There have been two (Or More) piece barrels and problems were dealt with to a degree and some success was achieved, but the fixes to having a connection in barrel bore were to extensive and not plausible for most and the results were no better.

I can see the attractiveness of having a replaceable barrel or chamber but every time you would have to change one or the other you would be essentially starting over.

The best method I have ever found is to start with a premium barrel that checks out straight, do a precision set up of the barrel, use quality reamers that fit the bore, And save that reamer if possible for the time that you may want to set the shoulder back and cut a new chamber, throat and lead with the same reamer. this returns the barrel to it's original quality and the rest of the barrel is already broke in/seasoned. this will almost double the life of a good barrel because the first .050 of the barrel wears the most and setting the shoulder back cuts a new chamber, throat and lead.

Note: after all work is centered to the bore, If the OD of the barrel has any reasonable runout (.0005 to .003) I like to re contour to .0000 runout so that the barrel wall is consistent end to end
with the bore. Barrels with more than .007 thousandths runout on the OD after the bore is trued in the lathe are rejected before I start any machining. I am not sure how much runout is bad, but I know zero is good.

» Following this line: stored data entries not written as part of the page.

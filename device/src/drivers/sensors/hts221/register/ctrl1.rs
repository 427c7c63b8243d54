use super::{read_byte, CTRL_REG1, NO_SETTLE};
use crate::drivers::transport::I2cTransport;
use crate::traits::sensors::AcquisitionError;
use embedded_hal_async::delay::DelayNs;
use embedded_hal_async::i2c::I2c;

const POWER: u8 = 0b1000_0000;
const BLOCK_DATA_UPDATE: u8 = 0b0000_0100;
const OUTPUT_DATA_RATE: u8 = 0b0000_0011;

#[derive(Debug, Copy, Clone, PartialEq, Eq)]
pub enum Power {
    PowerDown,
    Active,
}

#[derive(Debug, Copy, Clone, PartialEq, Eq)]
pub enum BlockDataUpdate {
    Continuous,
    MsbLsbReading,
}

#[derive(Debug, Copy, Clone, PartialEq, Eq)]
pub enum OutputDataRate {
    OneShot,
    Hz1,
    Hz7,
    Hz12p5,
}

#[derive(Debug, Copy, Clone, PartialEq, Eq)]
pub struct Ctrl1 {
    power: Power,
    block_data_update: BlockDataUpdate,
    output_data_rate: OutputDataRate,
    reserved: u8,
}

impl Ctrl1 {
    pub async fn read<I: I2c, D: DelayNs>(
        transport: &mut I2cTransport<I, D>,
    ) -> Result<Ctrl1, AcquisitionError> {
        Ok(read_byte(transport, CTRL_REG1).await?.into())
    }

    pub async fn write<I: I2c, D: DelayNs>(
        transport: &mut I2cTransport<I, D>,
        reg: Ctrl1,
    ) -> Result<(), AcquisitionError> {
        transport
            .write_command(CTRL_REG1, &[reg.into()], NO_SETTLE)
            .await
    }

    pub async fn modify<I: I2c, D: DelayNs, F: FnOnce(&mut Ctrl1)>(
        transport: &mut I2cTransport<I, D>,
        modify: F,
    ) -> Result<(), AcquisitionError> {
        let mut reg = Self::read(transport).await?;
        modify(&mut reg);
        Self::write(transport, reg).await
    }

    pub fn power_down(&mut self) -> &mut Self {
        self.power = Power::PowerDown;
        self
    }

    pub fn power_active(&mut self) -> &mut Self {
        self.power = Power::Active;
        self
    }

    pub fn output_data_rate(&mut self, odr: OutputDataRate) -> &mut Self {
        self.output_data_rate = odr;
        self
    }

    pub fn block_data_update(&mut self, bdu: BlockDataUpdate) -> &mut Self {
        self.block_data_update = bdu;
        self
    }
}

impl From<u8> for Ctrl1 {
    fn from(value: u8) -> Self {
        Ctrl1 {
            power: if value & POWER != 0 {
                Power::Active
            } else {
                Power::PowerDown
            },
            block_data_update: if value & BLOCK_DATA_UPDATE != 0 {
                BlockDataUpdate::MsbLsbReading
            } else {
                BlockDataUpdate::Continuous
            },
            output_data_rate: match value & OUTPUT_DATA_RATE {
                0b01 => OutputDataRate::Hz1,
                0b10 => OutputDataRate::Hz7,
                0b11 => OutputDataRate::Hz12p5,
                _ => OutputDataRate::OneShot,
            },
            reserved: value & !(POWER | BLOCK_DATA_UPDATE | OUTPUT_DATA_RATE),
        }
    }
}

impl From<Ctrl1> for u8 {
    fn from(reg: Ctrl1) -> Self {
        let power = match reg.power {
            Power::PowerDown => 0,
            Power::Active => POWER,
        };
        let bdu = match reg.block_data_update {
            BlockDataUpdate::Continuous => 0,
            BlockDataUpdate::MsbLsbReading => BLOCK_DATA_UPDATE,
        };
        let odr = match reg.output_data_rate {
            OutputDataRate::OneShot => 0b00,
            OutputDataRate::Hz1 => 0b01,
            OutputDataRate::Hz7 => 0b10,
            OutputDataRate::Hz12p5 => 0b11,
        };
        reg.reserved | power | bdu | odr
    }
}

#[cfg(test)]
mod tests {
    use super::*;

    #[test]
    fn test_reserved_bits_survive() {
        let mut reg = Ctrl1::from(0b0101_1000);
        reg.power_active()
            .output_data_rate(OutputDataRate::Hz1)
            .block_data_update(BlockDataUpdate::MsbLsbReading);
        assert_eq!(0b1101_1101, u8::from(reg));
    }

    #[test]
    fn test_decode() {
        let reg = Ctrl1::from(0x87);
        assert_eq!(Power::Active, reg.power);
        assert_eq!(BlockDataUpdate::MsbLsbReading, reg.block_data_update);
        assert_eq!(OutputDataRate::Hz12p5, reg.output_data_rate);
    }
}
//! Line-oriented front end over [`AppState`]. Each command maps to one user
//! action on the active screen; the active screen is re-rendered after it.

use anyhow::Result;
use tokio::io::{AsyncBufReadExt, AsyncWriteExt, BufReader};

use crate::api_connection::connection::ChatBackend;
use crate::gateway::GenerationGateway;
use crate::model::{MealType, Recipe, SavedMealPlan, Weekday};
use crate::session::{AppState, RecipeLookup, ShoppingScreen, View};
use crate::storage::PlanStore;

const HELP: &str = "Commands:
  planner | shopping | saved     switch screen
  prefs                          show preferences
  set <field> <value>            diet, allergies, cuisine, people, budget
  generate                       new plan (planner) or shopping list (shopping)
  recipe <day> <meal>            e.g. `recipe mon dinner`
  recipe <meal name>             any meal by name
  save                           save the current plan and its recipes
  check <n>                      tick item n on the shopping list
  load <n> | delete <n>          act on saved plan n
  dismiss                        hide the error on this screen
  help | quit";

#[derive(Debug, Clone, PartialEq, Eq)]
pub enum ShellCommand {
    Navigate(View),
    ShowPreferences,
    Set { field: String, value: String },
    Generate,
    RecipeSlot { day: Weekday, meal: MealType },
    RecipeNamed(String),
    Save,
    Check(usize),
    Load(usize),
    Delete(usize),
    Dismiss,
    Help,
    Quit,
}

impl ShellCommand {
    pub fn parse(line: &str) -> Result<Self, String> {
        let line = line.trim();
        let (word, rest) = line
            .split_once(char::is_whitespace)
            .map(|(word, rest)| (word, rest.trim()))
            .unwrap_or((line, ""));

        let index = |rest: &str| -> Result<usize, String> {
            rest.parse::<usize>()
                .ok()
                .filter(|n| *n >= 1)
                .ok_or_else(|| format!("expected a number from 1, got '{}'", rest))
        };

        match word.to_lowercase().as_str() {
            "planner" | "plan" => Ok(ShellCommand::Navigate(View::Planner)),
            "shopping" | "list" => Ok(ShellCommand::Navigate(View::ShoppingList)),
            "saved" => Ok(ShellCommand::Navigate(View::SavedPlans)),
            "prefs" => Ok(ShellCommand::ShowPreferences),
            "set" => {
                let (field, value) = rest
                    .split_once(char::is_whitespace)
                    .map(|(field, value)| (field, value.trim()))
                    .unwrap_or((rest, ""));
                if field.is_empty() {
                    return Err("usage: set <field> <value>".to_string());
                }
                Ok(ShellCommand::Set {
                    field: field.to_lowercase(),
                    value: value.to_string(),
                })
            }
            "generate" | "gen" => Ok(ShellCommand::Generate),
            "recipe" => parse_recipe_target(rest),
            "save" => Ok(ShellCommand::Save),
            "check" => index(rest).map(ShellCommand::Check),
            "load" => index(rest).map(ShellCommand::Load),
            "delete" => index(rest).map(ShellCommand::Delete),
            "dismiss" => Ok(ShellCommand::Dismiss),
            "help" | "?" => Ok(ShellCommand::Help),
            "quit" | "exit" | "q" => Ok(ShellCommand::Quit),
            "" => Err(String::new()),
            other => Err(format!("unknown command '{}', try `help`", other)),
        }
    }
}

fn parse_recipe_target(rest: &str) -> Result<ShellCommand, String> {
    if rest.is_empty() {
        return Err("usage: recipe <day> <meal> | recipe <meal name>".to_string());
    }
    let mut words = rest.split_whitespace();
    if let (Some(day), Some(meal), None) = (words.next(), words.next(), words.next()) {
        if let (Ok(day), Ok(meal)) = (day.parse::<Weekday>(), meal.parse::<MealType>()) {
            return Ok(ShellCommand::RecipeSlot { day, meal });
        }
    }
    Ok(ShellCommand::RecipeNamed(rest.to_string()))
}

#[derive(Debug, PartialEq, Eq)]
pub enum Step {
    Continue(String),
    Quit,
}

pub struct Shell<B> {
    state: AppState,
    gateway: GenerationGateway<B>,
    store: PlanStore,
    /// The saved plans as last listed, so `load 2` means what the user saw.
    saved_listing: Vec<SavedMealPlan>,
}

impl<B: ChatBackend> Shell<B> {
    pub fn new(state: AppState, gateway: GenerationGateway<B>, store: PlanStore) -> Self {
        Self {
            state,
            gateway,
            store,
            saved_listing: Vec::new(),
        }
    }

    pub fn state(&self) -> &AppState {
        &self.state
    }

    pub async fn run(&mut self) -> Result<()> {
        let mut stdout = tokio::io::stdout();
        let mut lines = BufReader::new(tokio::io::stdin()).lines();

        let banner = format!("{}\n{}\n", self.render(), "Type `help` for commands.");
        stdout.write_all(banner.as_bytes()).await?;
        loop {
            stdout.write_all(b"> ").await?;
            stdout.flush().await?;
            let Some(line) = lines.next_line().await? else {
                break;
            };
            match self.handle_line(&line).await {
                Step::Continue(output) => {
                    if !output.is_empty() {
                        stdout.write_all(output.as_bytes()).await?;
                        stdout.write_all(b"\n").await?;
                    }
                }
                Step::Quit => break,
            }
        }
        Ok(())
    }

    pub async fn handle_line(&mut self, line: &str) -> Step {
        let command = match ShellCommand::parse(line) {
            Ok(command) => command,
            Err(message) => return Step::Continue(message),
        };

        let note = match command {
            ShellCommand::Quit => return Step::Quit,
            ShellCommand::Help => return Step::Continue(HELP.to_string()),
            ShellCommand::ShowPreferences => return Step::Continue(self.render_preferences()),
            ShellCommand::Navigate(view) => {
                self.state.navigate(view);
                None
            }
            ShellCommand::Set { field, value } => Some(self.set_preference(&field, &value)),
            ShellCommand::Generate => self.generate().await,
            ShellCommand::RecipeSlot { day, meal } => {
                let name = self
                    .state
                    .meal_plan()
                    .map(|plan| plan.day(day).get(meal).to_string());
                match name {
                    Some(name) => return Step::Continue(self.show_recipe(&name).await),
                    None => Some("Generate a plan first.".to_string()),
                }
            }
            ShellCommand::RecipeNamed(name) => return Step::Continue(self.show_recipe(&name).await),
            ShellCommand::Save => Some(match self.state.save_current(&self.store) {
                Some(saved) => format!("Plan saved! ({})", saved.id),
                None if self.state.meal_plan().is_none() => "Nothing to save yet.".to_string(),
                None => "Save failed.".to_string(),
            }),
            ShellCommand::Check(n) => Some(self.check_item(n)),
            ShellCommand::Load(n) => self.load(n),
            ShellCommand::Delete(n) => Some(self.delete(n)),
            ShellCommand::Dismiss => {
                self.state.dismiss_error(self.state.view());
                None
            }
        };

        let screen = self.render();
        Step::Continue(match note {
            Some(note) => format!("{}\n{}", note, screen),
            None => screen,
        })
    }

    fn set_preference(&mut self, field: &str, value: &str) -> String {
        let prefs = self.state.preferences_mut();
        match field {
            "diet" => prefs.diet = value.to_string(),
            "allergies" => prefs.allergies = value.to_string(),
            "cuisine" => prefs.cuisine = value.to_string(),
            "budget" => prefs.budget = value.to_string(),
            "people" => match value.parse::<u32>() {
                Ok(people) if people >= 1 => prefs.people = people,
                _ => return format!("people must be a whole number of at least 1, got '{}'", value),
            },
            other => return format!("unknown preference '{}'", other),
        }
        format!("{} set.", field)
    }

    async fn generate(&mut self) -> Option<String> {
        match self.state.view() {
            View::Planner => {
                self.state.generate_plan(&self.gateway).await;
                None
            }
            View::ShoppingList => {
                self.state.generate_shopping_list(&self.gateway).await;
                None
            }
            View::SavedPlans => Some("Nothing to generate here.".to_string()),
        }
    }

    async fn show_recipe(&mut self, name: &str) -> String {
        match self.state.recipe(&self.gateway, name).await {
            RecipeLookup::Found(recipe) => render_recipe(recipe),
            RecipeLookup::Unavailable => format!("No recipe available for '{}'.", name),
            RecipeLookup::Failed(message) => message,
        }
    }

    fn check_item(&mut self, n: usize) -> String {
        let item = self.state.shopping_list().and_then(|list| {
            list.sections()
                .into_iter()
                .flat_map(|(_, items)| items.iter())
                .nth(n - 1)
                .cloned()
        });
        match item {
            Some(item) => {
                let checked = self.state.toggle_checked(&item);
                format!("{} {}", if checked { "Checked" } else { "Unchecked" }, item)
            }
            None => format!("No item {} on the list.", n),
        }
    }

    fn load(&mut self, n: usize) -> Option<String> {
        match self.saved_listing.get(n - 1).cloned() {
            Some(saved) => {
                self.state.load_saved(saved);
                None
            }
            None => Some(format!("No saved plan {}.", n)),
        }
    }

    fn delete(&mut self, n: usize) -> String {
        let Some(id) = self.saved_listing.get(n - 1).map(|saved| saved.id.clone()) else {
            return format!("No saved plan {}.", n);
        };
        match self.state.delete_saved(&self.store, &id) {
            Some(true) => "Plan deleted.".to_string(),
            Some(false) => format!("Plan {} was already deleted.", n),
            None => "Delete failed.".to_string(),
        }
    }

    /// Renders the active screen.
    pub fn render(&mut self) -> String {
        let view = self.state.view();
        let mut lines = vec![format!("== {} ==", view.title())];
        if let Some(error) = self.state.error(view) {
            lines.push(format!("! {} (type `dismiss` to hide)", error));
        }
        match view {
            View::Planner => lines.extend(self.planner_lines()),
            View::ShoppingList => lines.extend(self.shopping_lines()),
            View::SavedPlans => {
                self.saved_listing = self.state.saved_plans_newest_first(&self.store);
                lines.extend(saved_lines(&self.saved_listing));
            }
        }
        lines.join("\n")
    }

    fn render_preferences(&self) -> String {
        let prefs = self.state.preferences();
        [
            format!("diet:      {}", prefs.diet),
            format!("allergies: {}", prefs.allergies_or_none()),
            format!("cuisine:   {}", prefs.cuisine),
            format!("people:    {}", prefs.people),
            format!("budget:    {}", prefs.budget),
        ]
        .join("\n")
    }

    fn planner_lines(&self) -> Vec<String> {
        let Some(plan) = self.state.meal_plan() else {
            return vec!["No plan yet. Adjust `prefs` and run `generate`.".to_string()];
        };
        let mut lines = Vec::new();
        if self.state.plan_saved() {
            lines.push("Plan Saved!".to_string());
        }
        for day in Weekday::ALL {
            lines.push(day.label().to_string());
            for meal in MealType::ALL {
                let name = plan.day(day).get(meal);
                let marker = if self.state.cached_recipe(name).is_some() { "*" } else { " " };
                lines.push(format!("  {} {:<9} {}", marker, meal.key(), name));
            }
        }
        lines
    }

    fn shopping_lines(&self) -> Vec<String> {
        match self.state.shopping_screen() {
            ShoppingScreen::NoPlan => {
                vec!["No meal plan yet. Generate one on the planner first.".to_string()]
            }
            ShoppingScreen::Ready { list: None, .. } => {
                vec!["Run `generate` to build a shopping list for this plan.".to_string()]
            }
            ShoppingScreen::Ready {
                list: Some(list),
                checked,
            } => {
                let mut lines = Vec::new();
                let mut n = 0;
                for (category, items) in list.sections() {
                    lines.push(category.to_string());
                    for item in items {
                        n += 1;
                        let mark = if checked.is_checked(item) { "x" } else { " " };
                        lines.push(format!("  {:>3}. [{}] {}", n, mark, item));
                    }
                }
                lines
            }
        }
    }
}

fn saved_lines(saved: &[SavedMealPlan]) -> Vec<String> {
    if saved.is_empty() {
        return vec!["No saved plans yet.".to_string()];
    }
    saved
        .iter()
        .enumerate()
        .map(|(i, plan)| {
            format!(
                "{:>3}. saved {} ({} recipes, starts with {})",
                i + 1,
                plan.saved_at,
                plan.recipes.len(),
                first_meal(plan)
            )
        })
        .collect()
}

fn first_meal(saved: &SavedMealPlan) -> &str {
    saved
        .plan
        .meal_names()
        .into_iter()
        .find(|name| !name.is_empty())
        .unwrap_or("nothing")
}

pub fn render_recipe(recipe: &Recipe) -> String {
    let mut lines = vec![
        format!("## {}", recipe.name),
        recipe.description.clone(),
        format!("Cook time: {}", recipe.cook_time),
        format!(
            "Nutrition: {} calories, {} protein, {} carbs, {} fat",
            recipe.nutrition.calories,
            recipe.nutrition.protein,
            recipe.nutrition.carbs,
            recipe.nutrition.fat
        ),
        "Ingredients:".to_string(),
    ];
    lines.extend(
        recipe
            .ingredients
            .iter()
            .map(|ingredient| format!("  - {} {}", ingredient.quantity, ingredient.name)),
    );
    lines.push("Instructions:".to_string());
    lines.extend(
        recipe
            .instructions
            .iter()
            .enumerate()
            .map(|(i, step)| format!("  {}. {}", i + 1, step)),
    );
    lines.join("\n")
}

I don't believe in solving one problem by creating another.

J E CUSTOM
 
Just a thought from a marketing standpoint:
I'm wondering if their target group would be more of the DIY self-assemblers... As stated above, the "1800's" method produces very true chambers and barrels if done correctly. But in today's times there are many who believe that a good Smith is overrated and they can get the same results themselves.
Just a thought.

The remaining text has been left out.